Embodiment: Self-Supervised Depth Estimation Based on Camera Models

Jinchang Zhang,Praveen Kumar Reddy,Xue-Iuan Wong,Yiannis Aloimonos,Guoyu Lu
2024-08-29
Abstract:Depth estimation is a critical topic for robotics and vision-related tasks. In monocular depth estimation, in comparison with supervised learning that requires expensive ground truth labeling, self-supervised methods possess great potential due to no labeling cost. However, self-supervised learning still has a large gap with supervised learning in 3D reconstruction and depth estimation performance. Meanwhile, scaling is also a major issue for monocular unsupervised depth estimation, which commonly still needs ground truth scale from GPS, LiDAR, or existing maps to correct. In the era of deep learning, existing methods primarily rely on exploring image relationships to train unsupervised neural networks, while the physical properties of the camera itself such as intrinsics and extrinsics are often overlooked. These physical properties are not just mathematical parameters; they are embodiments of the camera's interaction with the physical world. By embedding these physical properties into the deep learning model, we can calculate depth priors for ground regions and regions connected to the ground based on physical principles, providing free supervision signals without the need for additional sensors. This approach is not only easy to implement but also enhances the effects of all unsupervised methods by embedding the camera's physical properties into the model, thereby achieving an embodied understanding of the real world.
Computer Vision and Pattern Recognition
What problem does this paper attempt to address?
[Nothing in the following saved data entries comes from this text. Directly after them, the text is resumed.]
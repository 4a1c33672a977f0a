use anyhow::{Context, Result};
use clap::Subcommand;

use spreaker::{Client, UpdateUserParams};

use super::{ListArgs, list, print_json, success};

#[derive(Subcommand, Debug)]
pub enum MeCommand {
    /// Your shows
    Shows(ListArgs),
    /// Your episodes
    Episodes(ListArgs),
    /// Users following you
    Followers(ListArgs),
    /// Users you follow
    Followings(ListArgs),
    /// Episodes you liked
    Likes(ListArgs),
    /// Your favorite shows
    Favorites(ListArgs),
    /// Users you blocked
    Blocks(ListArgs),
}

#[derive(Subcommand, Debug)]
pub enum UsersCommand {
    /// Show a user's profile
    Get { user_id: u64 },

    /// List a user's shows
    Shows {
        user_id: u64,
        #[command(flatten)]
        list: ListArgs,
    },

    /// List a user's episodes
    Episodes {
        user_id: u64,
        #[command(flatten)]
        list: ListArgs,
    },

    /// List a user's followers
    Followers {
        user_id: u64,
        #[command(flatten)]
        list: ListArgs,
    },

    /// List the users a user follows
    Followings {
        user_id: u64,
        #[command(flatten)]
        list: ListArgs,
    },

    /// List the episodes a user liked
    Likes {
        user_id: u64,
        #[command(flatten)]
        list: ListArgs,
    },

    /// Follow a user
    Follow { user_id: u64 },

    /// Stop following a user
    Unfollow { user_id: u64 },

    /// Block a user
    Block { user_id: u64 },

    /// Unblock a user
    Unblock { user_id: u64 },

    /// Update your profile; only the given fields change
    Update {
        #[arg(long)]
        fullname: Option<String>,
        #[arg(long)]
        username: Option<String>,
        #[arg(long)]
        description: Option<String>,
        #[arg(long)]
        gender: Option<String>,
        /// Birthday as YYYY-MM-DD
        #[arg(long)]
        birthday: Option<String>,
        #[arg(long)]
        show_age: Option<bool>,
        #[arg(long)]
        location: Option<String>,
        #[arg(long, requires = "longitude")]
        latitude: Option<f64>,
        #[arg(long, requires = "latitude")]
        longitude: Option<f64>,
        /// Comma-separated language codes
        #[arg(long)]
        content_languages: Option<String>,
        #[arg(long)]
        contact_email: Option<String>,
    },
}

pub async fn run_me(client: &Client, command: Option<MeCommand>) -> Result<()> {
    let me = client.get_me().await.context("Failed to load your profile")?;
    let id = me.user_id;

    match command {
        None => print_json(&me),
        Some(MeCommand::Shows(args)) => {
            list(client, &args, |p| client.get_user_shows(id, p)).await
        }
        Some(MeCommand::Episodes(args)) => {
            list(client, &args, |p| client.get_user_episodes(id, p)).await
        }
        Some(MeCommand::Followers(args)) => {
            list(client, &args, |p| client.get_user_followers(id, p)).await
        }
        Some(MeCommand::Followings(args)) => {
            list(client, &args, |p| client.get_user_followings(id, p)).await
        }
        Some(MeCommand::Likes(args)) => {
            list(client, &args, |p| client.get_liked_episodes(id, p)).await
        }
        Some(MeCommand::Favorites(args)) => {
            list(client, &args, |p| client.get_favorite_shows(id, p)).await
        }
        Some(MeCommand::Blocks(args)) => {
            list(client, &args, |p| client.get_user_blocks(id, p)).await
        }
    }
}

pub async fn run(client: &Client, command: UsersCommand) -> Result<()> {
    match command {
        UsersCommand::Get { user_id } => {
            let user = client
                .get_user(user_id)
                .await
                .with_context(|| format!("Failed to get user {user_id}"))?;
            print_json(&user)
        }
        UsersCommand::Shows { user_id, list: args } => {
            list(client, &args, |p| client.get_user_shows(user_id, p)).await
        }
        UsersCommand::Episodes { user_id, list: args } => {
            list(client, &args, |p| client.get_user_episodes(user_id, p)).await
        }
        UsersCommand::Followers { user_id, list: args } => {
            list(client, &args, |p| client.get_user_followers(user_id, p)).await
        }
        UsersCommand::Followings { user_id, list: args } => {
            list(client, &args, |p| client.get_user_followings(user_id, p)).await
        }
        UsersCommand::Likes { user_id, list: args } => {
            list(client, &args, |p| client.get_liked_episodes(user_id, p)).await
        }
        UsersCommand::Follow { user_id } => {
            let me = client.get_me().await.context("Failed to load your profile")?;
            client
                .follow_user(me.user_id, user_id)
                .await
                .with_context(|| format!("Failed to follow user {user_id}"))?;
            success(format!("Now following user {user_id}"));
            Ok(())
        }
        UsersCommand::Unfollow { user_id } => {
            let me = client.get_me().await.context("Failed to load your profile")?;
            client
                .unfollow_user(me.user_id, user_id)
                .await
                .with_context(|| format!("Failed to unfollow user {user_id}"))?;
            success(format!("Stopped following user {user_id}"));
            Ok(())
        }
        UsersCommand::Block { user_id } => {
            let me = client.get_me().await.context("Failed to load your profile")?;
            client
                .block_user(me.user_id, user_id)
                .await
                .with_context(|| format!("Failed to block user {user_id}"))?;
            success(format!("Blocked user {user_id}"));
            Ok(())
        }
        UsersCommand::Unblock { user_id } => {
            let me = client.get_me().await.context("Failed to load your profile")?;
            client
                .unblock_user(me.user_id, user_id)
                .await
                .with_context(|| format!("Failed to unblock user {user_id}"))?;
            success(format!("Unblocked user {user_id}"));
            Ok(())
        }
        UsersCommand::Update {
            fullname,
            username,
            description,
            gender,
            birthday,
            show_age,
            location,
            latitude,
            longitude,
            content_languages,
            contact_email,
        } => {
            let update = UpdateUserParams {
                fullname,
                description,
                gender,
                birthday,
                show_age,
                location,
                location_latitude: latitude,
                location_longitude: longitude,
                content_languages,
                username,
                contact_email,
            };
            if update == UpdateUserParams::default() {
                anyhow::bail!("Nothing to update, pass at least one field");
            }

            let me = client.get_me().await.context("Failed to load your profile")?;
            let user = client
                .update_user(me.user_id, &update)
                .await
                .context("Failed to update profile")?;
            success("Profile updated");
            print_json(&user)
        }
    }
}
use serde::{Deserialize, Serialize};

/// A chapter marker inside an episode
#[derive(Debug, Clone, Default, PartialEq, Eq, Serialize, Deserialize)]
#[serde(default)]
pub struct Chapter {
    pub chapter_id: u64,
    /// Offset from the start of the episode in milliseconds
    pub starts_at: u64,
    pub title: String,
    #[serde(skip_serializing_if = "Option::is_none")]
    pub external_url: Option<String>,
    #[serde(skip_serializing_if = "Option::is_none")]
    pub image_url: Option<String>,
    #[serde(skip_serializing_if = "Option::is_none")]
    pub image_original_url: Option<String>,
}

#[derive(Debug, Deserialize)]
pub(crate) struct ChapterResponse {
    pub chapter: Chapter,
}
The main problems that this paper attempts to solve are two key challenges in monocular depth estimation: 1. **Performance gap between self - supervised learning and supervised learning**: In monocular depth estimation, although self - supervised methods do not require expensive ground - truth annotations, they still lag far behind supervised learning methods in 3D reconstruction and depth estimation performance. Moreover, self - supervised methods usually need additional sensors (such as GPS, LiDAR or existing maps) to provide real - scale information to correct the scale problem. 2. **Neglect of physical camera model parameters**: Existing self - supervised methods mainly rely on exploring the relationships between images to train neural networks, ignoring the intrinsic and extrinsic physical characteristics of the camera itself. These physical characteristics are not only mathematical parameters, but also reflect the interaction between the camera and the physical world. To solve these problems, the author proposes a new method that embeds the physical parameters of the camera model into the deep - learning model to calculate the depth information of most areas in the scene. Specifically, this method improves self - supervised monocular depth estimation in the following ways: - **Introducing the concept of "physical depth"**: Using the physical model parameters of the camera (such as focal length, optical center, etc.), combined with the semantic segmentation results, accurately calculate the absolute depth of the flat ground area and use it as a supervision signal. - **Solving the scale uncertainty problem**: Solve the scale ambiguity problem in self - supervised monocular depth estimation by using the absolute scale provided by the physical depth instead of the relative scale. - **Designing a new training framework**: Combine physical - depth supervision with self - supervised methods to develop an effective neural - network training framework, especially optimized for the physical depth calculated from the camera model. This method not only improves the accuracy of depth estimation, but also enhances the understanding of the real world, providing strong support for detailed 3D structure modeling. Experimental results show that the performance of this method on datasets such as KITTI and Cityscapes is close to or even better than that of LiDAR - based depth - estimation methods, especially on flat surfaces.